In a new paper published in the Journal of Geophysical Research: Planets, Sean McMahon from Yale University and colleagues present a “field guide” for scientists engaged in the search for putative fossils on Mars. The authors believe the best place to look for fossils would be in mudstones rich in silica and iron-bearing clays that formed in the ancient lakes and rivers of Mars. Microbial life could also have been preserved in silica or calcite-rich hot spring deposits—although these have yet to be found on Mars—and possibly in salt rocks.
Most of us associate fossils on Earth with the hard remains of shellfish or even bones. But because evolution on Mars most likely stopped with microbial, or at least small, organisms, and did not advance to complex life forms, finding the right environmental conditions for preserving soft bodies is a much more challenging problem.

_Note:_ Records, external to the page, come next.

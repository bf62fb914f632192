//! SQLite database operations
//!
//! All primary-store access goes through this module.
//! The primary store is authoritative for every read the application makes.

use chrono::{DateTime, Utc};
use sqlx::{Pool, Sqlite, SqliteConnection, SqlitePool};
use std::path::Path;

use super::models::*;
use crate::error::AppError;

const POST_COLUMNS: &str = "p.id, p.body, p.body_html, p.timestamp, p.author_id, u.username AS author_username, \
     (SELECT COUNT(*) FROM comments c WHERE c.post_id = p.id) AS comment_count";

fn map_unique_violation(error: sqlx::Error, message: &str) -> AppError {
    match &error {
        sqlx::Error::Database(db_error) if db_error.is_unique_violation() => {
            AppError::Conflict(message.to_string())
        }
        _ => AppError::Database(error),
    }
}

fn page_offset(page: u32, per_page: usize) -> i64 {
    (page.max(1) as i64 - 1) * per_page as i64
}

/// Trim the look-ahead row used to detect a following page.
fn into_page<T>(mut rows: Vec<T>, page: u32, per_page: usize) -> Page<T> {
    let has_next = rows.len() > per_page;
    rows.truncate(per_page);
    Page {
        items: rows,
        page: page.max(1),
        has_next,
    }
}

/// Primary database connection pool wrapper.
pub struct Database {
    pool: Pool<Sqlite>,
}
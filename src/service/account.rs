//! Account service
//!
//! Registration, login, profile edits and follow relationships.

use std::sync::Arc;

use crate::auth::{hash_password, verify_password};
use crate::data::{Database, NewUser, ProfileUpdate, User, normalize_email};
use crate::error::AppError;
use crate::replica::{DualWriteDispatcher, Mutation};

use super::{ABOUT_ME_MAX_CHARS, require_text};

const USERNAME_MAX_CHARS: usize = 64;
const EMAIL_MAX_CHARS: usize = 120;

fn normalize_optional_text(value: Option<String>) -> Option<String> {
    value
        .map(|value| value.trim().to_string())
        .filter(|value| !value.is_empty())
}

/// Follower and following totals for a profile
#[derive(Debug, Clone, Copy, PartialEq, Eq)]
pub struct FollowCounts {
    pub followers: i64,
    pub following: i64,
}

/// Account service
pub struct AccountService {
    db: Arc<Database>,
    replica: DualWriteDispatcher,
}

impl AccountService {
    pub fn new(db: Arc<Database>, replica: DualWriteDispatcher) -> Self {
        Self { db, replica }
    }

    /// Register a new, unconfirmed user
    ///
    /// The email is stored lowercased.
    ///
    /// # Errors
    /// `Validation` for malformed input, `Conflict` when the username or
    /// email is taken
    pub async fn register(
        &self,
        username: &str,
        email: &str,
        password: &str,
    ) -> Result<User, AppError> {
        let username = require_text("username", username, USERNAME_MAX_CHARS)?;
        let email = normalize_email(require_text("email", email, EMAIL_MAX_CHARS)?);
        if !email.contains('@') {
            return Err(AppError::Validation("Invalid email address.".to_string()));
        }
        if password.is_empty() {
            return Err(AppError::Validation("password is required".to_string()));
        }

        let password = password.to_string();
        let password_hash = tokio::task::spawn_blocking(move || hash_password(&password))
            .await
            .map_err(|e| AppError::Internal(e.into()))??;

        let user = self
            .db
            .insert_user(&NewUser {
                username: username.to_string(),
                email,
                password_hash,
            })
            .await?;

        tracing::info!(user_id = user.id, username = %user.username, "User registered");
        self.replica
            .dispatch("register_user", Mutation::UpsertUser(user.clone()));
        Ok(user)
    }

    /// Check credentials; `login` may be a username or an email address.
    ///
    /// # Errors
    /// `Unauthorized` for an unknown login or wrong password
    pub async fn authenticate(&self, login: &str, password: &str) -> Result<User, AppError> {
        let user = self
            .db
            .get_user_by_login(login.trim())
            .await?
            .ok_or(AppError::Unauthorized)?;

        let password = password.to_string();
        let password_hash = user.password_hash.clone();
        let valid = tokio::task::spawn_blocking(move || verify_password(&password, &password_hash))
            .await
            .map_err(|e| AppError::Internal(e.into()))?;

        if !valid {
            tracing::debug!(user_id = user.id, "Rejected login with wrong password");
            return Err(AppError::Unauthorized);
        }

        Ok(user)
    }

    /// Mark a user's email as confirmed.
    pub async fn confirm(&self, user_id: i64) -> Result<User, AppError> {
        let user = self.db.confirm_user(user_id).await?;
        tracing::info!(user_id, "User confirmed");
        self.replica
            .dispatch("confirm_user", Mutation::UpsertUser(user.clone()));
        Ok(user)
    }

    /// Replace a user's password.
    pub async fn reset_password(&self, user_id: i64, new_password: &str) -> Result<User, AppError> {
        if new_password.is_empty() {
            return Err(AppError::Validation("password is required".to_string()));
        }

        let password = new_password.to_string();
        let password_hash = tokio::task::spawn_blocking(move || hash_password(&password))
            .await
            .map_err(|e| AppError::Internal(e.into()))??;

        let user = self.db.set_password_hash(user_id, &password_hash).await?;
        tracing::info!(user_id, "Password reset");
        self.replica
            .dispatch("reset_password", Mutation::UpsertUser(user.clone()));
        Ok(user)
    }

    /// Update editable profile fields
    ///
    /// # Errors
    /// `Validation` for an empty username or an over-long about-me,
    /// `Conflict` when renaming to a taken username
    pub async fn update_profile(
        &self,
        user_id: i64,
        update: ProfileUpdate,
    ) -> Result<User, AppError> {
        let username = require_text("username", &update.username, USERNAME_MAX_CHARS)?.to_string();
        let about_me = normalize_optional_text(update.about_me);
        if about_me
            .as_ref()
            .is_some_and(|about| about.chars().count() > ABOUT_ME_MAX_CHARS)
        {
            return Err(AppError::Validation(format!(
                "about_me must be at most {ABOUT_ME_MAX_CHARS} characters"
            )));
        }

        let update = ProfileUpdate {
            username,
            about_me,
            name: normalize_optional_text(update.name),
            headline: normalize_optional_text(update.headline),
            location: normalize_optional_text(update.location),
        };

        let user = self.db.update_profile(user_id, &update).await?;
        self.replica
            .dispatch("update_profile", Mutation::UpsertUser(user.clone()));
        Ok(user)
    }

    /// Look up a user by username.
    pub async fn profile(&self, username: &str) -> Result<User, AppError> {
        self.db
            .get_user_by_username(username)
            .await?
            .ok_or(AppError::NotFound)
    }

    pub async fn follow_counts(&self, user_id: i64) -> Result<FollowCounts, AppError> {
        Ok(FollowCounts {
            followers: self.db.count_followers(user_id).await?,
            following: self.db.count_following(user_id).await?,
        })
    }

    pub async fn is_following(&self, follower_id: i64, followed_id: i64) -> Result<bool, AppError> {
        self.db.is_following(follower_id, followed_id).await
    }

    /// Follow `username`
    ///
    /// Following someone already followed is a no-op and dispatches nothing.
    ///
    /// # Errors
    /// `NotFound` for an unknown user, `Validation` for a self-follow
    pub async fn follow(&self, follower: &User, username: &str) -> Result<User, AppError> {
        let followed = self.profile(username).await?;
        if followed.id == follower.id {
            return Err(AppError::Validation("You cannot follow yourself!".to_string()));
        }

        if let Some(follow) = self.db.follow(follower.id, followed.id).await? {
            tracing::info!(follower_id = follower.id, followed_id = followed.id, "Followed user");
            self.replica.dispatch("follow", Mutation::UpsertFollow(follow));
        }
        Ok(followed)
    }

    /// Stop following `username`
    ///
    /// # Errors
    /// `NotFound` for an unknown user, `Validation` for a self-unfollow
    pub async fn unfollow(&self, follower: &User, username: &str) -> Result<User, AppError> {
        let followed = self.profile(username).await?;
        if followed.id == follower.id {
            return Err(AppError::Validation("You cannot unfollow yourself!".to_string()));
        }

        if self.db.unfollow(follower.id, followed.id).await? {
            tracing::info!(follower_id = follower.id, followed_id = followed.id, "Unfollowed user");
            self.replica.dispatch(
                "unfollow",
                Mutation::DeleteFollow {
                    follower_id: follower.id,
                    followed_id: followed.id,
                },
            );
        }
        Ok(followed)
    }
}
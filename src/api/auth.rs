//! Account endpoints
//!
//! Routes:
//! - POST /auth/register
//! - POST /auth/login
//! - POST /auth/logout
//! - POST /auth/confirm
//! - POST /auth/reset_password

use axum::{
    Json, Router,
    extract::State,
    http::StatusCode,
    response::IntoResponse,
    routing::post,
};
use axum_extra::extract::CookieJar;
use axum_extra::extract::cookie::{Cookie, SameSite};

use super::dto::{LoginRequest, LoginResponse, RegisterRequest, ResetPasswordRequest, UserResponse};
use crate::AppState;
use crate::auth::{CurrentUser, SESSION_COOKIE, Session, create_session_token};
use crate::error::AppError;

pub fn auth_router() -> Router<AppState> {
    Router::new()
        .route("/auth/register", post(register))
        .route("/auth/login", post(login))
        .route("/auth/logout", post(logout))
        .route("/auth/confirm", post(confirm))
        .route("/auth/reset_password", post(reset_password))
}

/// POST /auth/register
async fn register(
    State(state): State<AppState>,
    Json(req): Json<RegisterRequest>,
) -> Result<(StatusCode, Json<UserResponse>), AppError> {
    let user = state
        .account_service()
        .register(&req.username, &req.email, &req.password)
        .await?;

    Ok((StatusCode::CREATED, Json(UserResponse::own(&user))))
}

/// POST /auth/login
///
/// Returns the session token and also sets it as an HTTP-only cookie.
async fn login(
    State(state): State<AppState>,
    jar: CookieJar,
    Json(req): Json<LoginRequest>,
) -> Result<impl IntoResponse, AppError> {
    let user = state
        .account_service()
        .authenticate(&req.login, &req.password)
        .await?;

    let session = Session::for_user(&user, state.config.auth.session_max_age);
    let token = create_session_token(&session, &state.config.auth.session_secret)?;
    tracing::info!(user_id = user.id, "User logged in");

    let cookie = Cookie::build((SESSION_COOKIE, token.clone()))
        .path("/")
        .http_only(true)
        .same_site(SameSite::Lax);

    Ok((
        jar.add(cookie),
        Json(LoginResponse {
            token,
            user: UserResponse::own(&user),
        }),
    ))
}

/// POST /auth/logout
async fn logout(jar: CookieJar) -> impl IntoResponse {
    (
        jar.remove(Cookie::build(SESSION_COOKIE).path("/")),
        StatusCode::NO_CONTENT,
    )
}

/// POST /auth/confirm
async fn confirm(
    State(state): State<AppState>,
    CurrentUser(user): CurrentUser,
) -> Result<Json<UserResponse>, AppError> {
    let user = state.account_service().confirm(user.id).await?;
    Ok(Json(UserResponse::own(&user)))
}

/// POST /auth/reset_password
async fn reset_password(
    State(state): State<AppState>,
    CurrentUser(user): CurrentUser,
    Json(req): Json<ResetPasswordRequest>,
) -> Result<Json<UserResponse>, AppError> {
    let user = state
        .account_service()
        .reset_password(user.id, &req.password)
        .await?;
    Ok(Json(UserResponse::own(&user)))
}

The search criteria proposed by McMahon and his colleagues are important, because habitable conditions are thought to have existed on Mars billions of years ago. According to one leading model by Alberto Fairén, now at the Centro de Astrobiología in Madrid, Spain, early Mars was cold and wet, not very unlike Antarctica today. In this scenario, dissolved salts in early Martian oceans would have kept water liquid even at subzero (Celsius) temperatures. In another scenario proposed recently by Ramses Ramirez of the Tokyo Institute of Technology and Robert Craddock of the National Air and Space Museum, early Mars may have been wetter and warmer than previously thought, perhaps more similar to the deserts of the American Southwest today.
Scientists haven’t yet resolved which of these scenarios for early Mars is right, but either way, enough liquid water should have been present for microbial life to have gained a foothold. And once that happened, life probably was pervasive in Martian water bodies early in the planet’s history.
The question of where to find possible fossils also affects our plans for missions to bring samples of Martian sediment back to Earth, as discussed at the recent 2nd International Mars Sample Return Conference. If there was an early biosphere on Mars—and we have many hints that this was so—could life exist there today, perhaps hunkering down in small environmental niches, still feeding and occasionally reproducing? It may very well be so. Once life gains a foothold on a planet, it can be hard to get rid of, not unlike the pests that invade your kitchen or bedroom here on Earth.